→ Collected data
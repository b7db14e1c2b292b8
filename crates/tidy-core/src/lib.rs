//! tidy-core: bookmark store and Netscape bookmark import/export.
//!
//! This library provides:
//! - The bookmark data model (unorganized pool plus ordered folders)
//! - Flattening import of browser bookmark HTML exports
//! - Folder creation/removal, bookmark move and edit
//! - Deterministic Netscape bookmark HTML export
//! - The [`Organizer`] controller that owns the store for a session

pub mod config;
pub mod error;
pub mod model;
pub mod netscape;
pub mod organizer;
pub mod store;

pub use config::{OrganizerConfig, UnresolvedDestination};
pub use error::{ConfigError, Result, TidyError};
pub use model::{Bookmark, BookmarkId, Folder, FolderId};
pub use netscape::{
    export_file_name, export_html, parse_bookmarks, write_export, ExportOptions, ImportOptions,
};
pub use organizer::{Command, Organizer, Outcome};
pub use store::{Container, Destination, ImportSummary, Location, MoveOutcome, Store};
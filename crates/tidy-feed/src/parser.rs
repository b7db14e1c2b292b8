//! RSS parsing with quick-xml
//!
//! Every `item` element in the document becomes a [`Post`], wherever it
//! sits (RSS 2.0 nests items in `channel`, RSS 1.0 puts them beside it).
//! For each item, the text content of the first `title`, `link`, `pubDate`
//! and `description` descendant is kept. Text and CDATA both count.

use quick_xml::events::Event;
use quick_xml::Reader;

use crate::error::FeedError;
use crate::post::{Field, Post};

/// Parse a feed document into posts.
///
/// The document must be well-formed: mismatched or unclosed tags, content
/// outside the root element, or a missing root element are errors. An empty
/// item list is not an error here; [`crate::FeedReader`] decides that.
pub fn parse_feed(xml: &str) -> Result<Vec<Post>, FeedError> {
    let mut reader = Reader::from_str(xml);

    let mut buf = Vec::new();
    let mut posts = Vec::new();

    // Open element names, outermost first
    let mut stack: Vec<String> = Vec::new();
    let mut saw_root = false;

    // Item being read and the stack depth of its element
    let mut current: Option<Post> = None;
    let mut item_depth = 0usize;
    // Field whose text is being collected and the depth of its element
    let mut capture: Option<(Field, usize)> = None;

    loop {
        match reader.read_event_into(&mut buf) {
            Ok(Event::Start(ref e)) => {
                let name = String::from_utf8_lossy(e.name().as_ref()).to_string();
                enter_element(&mut stack, &mut saw_root, &name)?;

                if name == "item" && current.is_none() {
                    current = Some(Post::default());
                    item_depth = stack.len();
                } else if let Some(item) = current.as_mut() {
                    if capture.is_none() {
                        if let Some(field) = Field::from_name(&name).filter(|f| !item.has(*f)) {
                            item.open(field);
                            capture = Some((field, stack.len()));
                        }
                    }
                }
            }
            Ok(Event::Empty(ref e)) => {
                let name = String::from_utf8_lossy(e.name().as_ref()).to_string();
                enter_element(&mut stack, &mut saw_root, &name)?;
                stack.pop();

                if name == "item" && current.is_none() {
                    posts.push(Post::default());
                } else if let Some(item) = current.as_mut() {
                    if capture.is_none() {
                        if let Some(field) = Field::from_name(&name) {
                            item.open(field);
                        }
                    }
                }
            }
            Ok(Event::End(ref e)) => {
                if stack.pop().is_none() {
                    return Err(FeedError::Parse(format!(
                        "unexpected closing tag </{}>",
                        String::from_utf8_lossy(e.name().as_ref())
                    )));
                }

                if matches!(capture, Some((_, depth)) if stack.len() < depth) {
                    capture = None;
                }
                if current.is_some() && stack.len() < item_depth {
                    if let Some(item) = current.take() {
                        posts.push(item);
                    }
                }
            }
            Ok(Event::Text(e)) => {
                let text = e
                    .unescape()
                    .map(|t| t.into_owned())
                    .unwrap_or_else(|_| String::from_utf8_lossy(&e).into_owned());
                if stack.is_empty() {
                    // Whitespace around the root element is allowed
                    if !text.trim().is_empty() {
                        return Err(FeedError::Parse(
                            "text content outside the root element".to_string(),
                        ));
                    }
                } else if let (Some(item), Some((field, _))) = (current.as_mut(), capture) {
                    item.append(field, &text);
                }
            }
            Ok(Event::CData(e)) => {
                if let (Some(item), Some((field, _))) = (current.as_mut(), capture) {
                    item.append(field, &String::from_utf8_lossy(&e.into_inner()));
                }
            }
            Ok(Event::Eof) => break,
            Err(e) => {
                return Err(FeedError::Parse(format!(
                    "XML error at position {}: {}",
                    reader.buffer_position(),
                    e
                )))
            }
            _ => {}
        }
        buf.clear();
    }

    if let Some(open) = stack.last() {
        return Err(FeedError::Parse(format!("unclosed element <{}>", open)));
    }
    if !saw_root {
        return Err(FeedError::Parse("no root element".to_string()));
    }

    Ok(posts)
}

fn enter_element(stack: &mut Vec<String>, saw_root: &mut bool, name: &str) -> Result<(), FeedError> {
    if stack.is_empty() {
        if *saw_root {
            return Err(FeedError::Parse(format!(
                "second root element <{}>",
                name
            )));
        }
        *saw_root = true;
    }
    stack.push(name.to_string());
    Ok(())
}
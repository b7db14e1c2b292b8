//! Configuration for the bookmark organizer
//!
//! Controls how bookmarks are imported, what happens when a move targets a
//! folder that no longer exists, and what the export contains.

use serde::{Deserialize, Serialize};
use url::Url;

use crate::error::ConfigError;
use crate::netscape::{ExportOptions, ImportOptions};

/// What to do with a bookmark whose move destination folder does not exist.
#[derive(Debug, Clone, Copy, Default, PartialEq, Eq, Serialize, Deserialize)]
#[serde(rename_all = "snake_case")]
pub enum UnresolvedDestination {
    /// Remove the bookmark from its source and do not re-add it anywhere.
    #[default]
    Drop,
    /// Put the bookmark back where it was.
    Restore,
}

/// Organizer configuration
#[derive(Debug, Clone, PartialEq, Serialize, Deserialize)]
#[serde(default)]
pub struct OrganizerConfig {
    /// Title given to links with no text
    pub fallback_title: String,
    /// Base used to resolve relative hrefs on import
    pub base_url: Option<String>,
    /// Move policy for missing destination folders
    pub unresolved_destination: UnresolvedDestination,
    /// Write unfiled bookmarks into the export as top-level entries
    pub include_unorganized: bool,
}

impl Default for OrganizerConfig {
    fn default() -> Self {
        Self {
            fallback_title: "untitled".to_string(),
            base_url: None,
            unresolved_destination: UnresolvedDestination::Drop,
            include_unorganized: false,
        }
    }
}

impl OrganizerConfig {
    /// Create a new configuration with defaults
    pub fn new() -> Self {
        Self::default()
    }

    /// Load configuration from a TOML string
    pub fn from_toml(toml_str: &str) -> Result<Self, ConfigError> {
        let config: Self = toml::from_str(toml_str)?;
        config.validate()?;
        Ok(config)
    }

    /// Load configuration from a JSON string
    pub fn from_json(json_str: &str) -> Result<Self, ConfigError> {
        let config: Self = serde_json::from_str(json_str)?;
        config.validate()?;
        Ok(config)
    }

    /// Validate configuration values
    pub fn validate(&self) -> Result<(), ConfigError> {
        if self.fallback_title.trim().is_empty() {
            return Err(ConfigError::invalid(
                "fallback_title",
                "must not be empty",
            ));
        }

        if let Some(base) = &self.base_url {
            Url::parse(base).map_err(|e| ConfigError::invalid("base_url", e.to_string()))?;
        }

        Ok(())
    }

    /// Import options derived from this configuration.
    ///
    /// An unparseable `base_url` is ignored here; `validate` reports it.
    pub fn import_options(&self) -> ImportOptions {
        ImportOptions {
            fallback_title: self.fallback_title.clone(),
            base_url: self.base_url.as_deref().and_then(|b| Url::parse(b).ok()),
        }
    }

    /// Export options derived from this configuration.
    pub fn export_options(&self) -> ExportOptions {
        ExportOptions {
            include_unorganized: self.include_unorganized,
        }
    }
}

→ Exercise aim
Please go through the entries and show every line with the word "Debug".

→ Result of this task
#[derive(Debug, Clone, Copy, Default, PartialEq, Eq, Serialize, Deserialize)]
#[derive(Debug, Clone, PartialEq, Serialize, Deserialize)]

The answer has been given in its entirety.